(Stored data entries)
//! In-memory metadata store
//!
//! All mutations apply to an in-memory `MetadataDocument`; nothing reaches
//! the backing `DocumentStore` until `save()` is called.

use crate::output::CrawlStatistics;
use crate::state::{PageFingerprint, SessionCheckpoint};
use crate::storage::json_file::JsonFileStore;
use crate::storage::traits::{DocumentStore, StorageResult};
use crate::storage::MetadataDocument;
use chrono::{DateTime, Utc};
use std::collections::BTreeMap;
use std::path::Path;

/// Fingerprints, statistics and checkpoint for one output tree
pub struct MetadataStore {
    backend: Box<dyn DocumentStore>,
    document: MetadataDocument,
}

impl MetadataStore {
    /// Opens the JSON metadata file at `path`
    ///
    /// A missing file yields an empty store. A file that cannot be read or
    /// parsed is logged and also yields an empty store.
    pub fn open(path: &Path) -> Self {
        Self::load(Box::new(JsonFileStore::new(path)))
    }

    /// Loads the document held by `backend`
    pub fn load(backend: Box<dyn DocumentStore>) -> Self {
        let document = match backend.load() {
            Ok(Some(document)) => {
                tracing::debug!(
                    "Loaded metadata from {} ({} fingerprints)",
                    backend.location(),
                    document.fingerprints.len()
                );
                document
            }
            Ok(None) => {
                tracing::debug!("No metadata at {}, starting empty", backend.location());
                MetadataDocument::default()
            }
            Err(e) => {
                tracing::warn!(
                    "Ignoring unreadable metadata at {}: {}",
                    backend.location(),
                    e
                );
                MetadataDocument::default()
            }
        };

        Self { backend, document }
    }

    /// Writes the whole document to the backend
    pub fn save(&self) -> StorageResult<()> {
        self.backend.save(&self.document)
    }

    pub fn location(&self) -> String {
        self.backend.location()
    }

    pub fn document(&self) -> &MetadataDocument {
        &self.document
    }

    pub fn fingerprint(&self, url: &str) -> Option<&PageFingerprint> {
        self.document.fingerprints.get(url)
    }

    pub fn fingerprints(&self) -> &BTreeMap<String, PageFingerprint> {
        &self.document.fingerprints
    }

    /// Inserts or replaces the fingerprint keyed by its URL
    pub fn update_fingerprint(&mut self, fingerprint: PageFingerprint) {
        self.document
            .fingerprints
            .insert(fingerprint.url.clone(), fingerprint);
    }

    pub fn stats(&self) -> &CrawlStatistics {
        &self.document.stats
    }

    pub fn update_stats<F>(&mut self, update: F)
    where
        F: FnOnce(&mut CrawlStatistics),
    {
        update(&mut self.document.stats);
    }

    pub fn reset_stats(&mut self, stats: CrawlStatistics) {
        self.document.stats = stats;
    }

    pub fn checkpoint(&self) -> Option<&SessionCheckpoint> {
        self.document.checkpoint.as_ref()
    }

    pub fn set_checkpoint(&mut self, checkpoint: SessionCheckpoint) {
        self.document.checkpoint = Some(checkpoint);
    }

    pub fn clear_checkpoint(&mut self) {
        self.document.checkpoint = None;
    }

    pub fn last_crawl_at(&self) -> Option<DateTime<Utc>> {
        self.document.last_crawl_at
    }

    pub fn set_last_crawl_at(&mut self, at: DateTime<Utc>) {
        self.document.last_crawl_at = Some(at);
    }
}
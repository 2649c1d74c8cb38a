use chrono::{DateTime, Utc};
use serde::{Deserialize, Serialize};
use std::path::PathBuf;

/// Stored summary of a previously crawled page
///
/// Keyed by canonical URL in the metadata store. Entries are overwritten on
/// recrawl and never removed.
#[derive(Debug, Clone, PartialEq, Eq, Serialize, Deserialize)]
#[serde(rename_all = "camelCase")]
pub struct PageFingerprint {
    /// Canonical URL
    pub url: String,

    /// Grouping label derived from the URL path
    pub category: String,

    /// Where the converted artifact was written
    pub storage_path: PathBuf,

    /// Hex SHA-256 of the (normalized) rendered text
    pub content_hash: String,

    /// BFS distance from the start URL
    pub depth: u32,

    pub last_crawled_at: DateTime<Utc>,
}
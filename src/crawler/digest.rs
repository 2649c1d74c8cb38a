//! Content digests for change detection
//!
//! Rendered text passes through a `ContentNormalizer` before hashing. The
//! default normalizer is a pass-through, so any volatile markup in the page
//! (session ids, build timestamps) changes the digest. Configured volatile
//! patterns switch to a regex-stripping normalizer.

use crate::config::HashingConfig;
use crate::ConfigError;
use regex::Regex;
use sha2::{Digest, Sha256};
use std::borrow::Cow;

/// Pre-hash stabilization step
pub trait ContentNormalizer: Send + Sync {
    fn normalize<'a>(&self, raw: &'a str) -> Cow<'a, str>;
}

/// Hashes the rendered text as-is
#[derive(Debug, Clone, Copy, Default)]
pub struct PassThrough;

impl ContentNormalizer for PassThrough {
    fn normalize<'a>(&self, raw: &'a str) -> Cow<'a, str> {
        Cow::Borrowed(raw)
    }
}

/// Removes every match of the configured patterns before hashing
#[derive(Debug, Clone)]
pub struct VolatilePatternStripper {
    patterns: Vec<Regex>,
}

impl VolatilePatternStripper {
    pub fn new(patterns: &[String]) -> Result<Self, ConfigError> {
        let patterns = patterns
            .iter()
            .map(|p| {
                Regex::new(p).map_err(|e| ConfigError::InvalidPattern(format!("{}: {}", p, e)))
            })
            .collect::<Result<Vec<_>, _>>()?;
        Ok(Self { patterns })
    }
}

impl ContentNormalizer for VolatilePatternStripper {
    fn normalize<'a>(&self, raw: &'a str) -> Cow<'a, str> {
        let mut text = Cow::Borrowed(raw);
        for pattern in &self.patterns {
            if pattern.is_match(&text) {
                let stripped = pattern.replace_all(&text, "").into_owned();
                text = Cow::Owned(stripped);
            }
        }
        text
    }
}

/// Picks the normalizer for a hashing configuration
pub fn normalizer_for(config: &HashingConfig) -> Result<Box<dyn ContentNormalizer>, ConfigError> {
    if config.volatile_patterns.is_empty() {
        Ok(Box::new(PassThrough))
    } else {
        Ok(Box::new(VolatilePatternStripper::new(
            &config.volatile_patterns,
        )?))
    }
}

/// Hex-encoded SHA-256 of the normalized text
pub fn content_hash(normalizer: &dyn ContentNormalizer, raw: &str) -> String {
    let normalized = normalizer.normalize(raw);
    let mut hasher = Sha256::new();
    hasher.update(normalized.as_bytes());
    hex::encode(hasher.finalize())
}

» **Exercise directions**
Using the data above, repeat exactly the lines that begin at the line with "pub fn clear_checkpoint(&mut" and end at the line with "pub fn set_last_crawl_at(&mut", both ends included.

» **Written solution**
    pub fn clear_checkpoint(&mut self) {
        self.document.checkpoint = None;
    }

    pub fn last_crawl_at(&self) -> Option<DateTime<Utc>> {
        self.document.last_crawl_at
    }

    pub fn set_last_crawl_at(&mut self, at: DateTime<Utc>) {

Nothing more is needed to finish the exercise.